Source records
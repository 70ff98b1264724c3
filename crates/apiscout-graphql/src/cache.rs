use std::sync::{Arc, OnceLock};

use apiscout_core::TtlCache;
use apiscout_core::config::CacheConfig;
use log::info;

use crate::catalog::GraphCatalog;

/// Endpoint URL → discovered catalog, expiring like the document cache.
pub type GraphCache = TtlCache<Arc<GraphCatalog>>;

static SHARED: OnceLock<Arc<GraphCache>> = OnceLock::new();

/// Process-wide catalog cache with default settings, created on first use.
pub fn shared_cache() -> Arc<GraphCache> {
    Arc::clone(SHARED.get_or_init(|| {
        info!("creating shared graph catalog cache");
        Arc::new(GraphCache::from_config(&CacheConfig::default()))
    }))
}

Problem requirements
Make an exact transcription of the entries.

Result of the exercise
repository 70ff98b1264724c3
filename crates/apiscout-graphql/src/cache.rs
use std::sync::{Arc, OnceLock};

use apiscout_core::TtlCache;
use apiscout_core::config::CacheConfig;
use log::info;

use crate::catalog::GraphCatalog;

/// Endpoint URL → discovered catalog, expiring like the document cache.
pub type GraphCache = TtlCache<Arc<GraphCatalog>>;

static SHARED: OnceLock<Arc<GraphCache>> = OnceLock::new();

/// Process-wide catalog cache with default settings, created on first use.
pub fn shared_cache() -> Arc<GraphCache> {
    Arc::clone(SHARED.get_or_init(|| {
        info!("creating shared graph catalog cache");
        Arc::new(GraphCache::from_config(&CacheConfig::default()))
    }))
}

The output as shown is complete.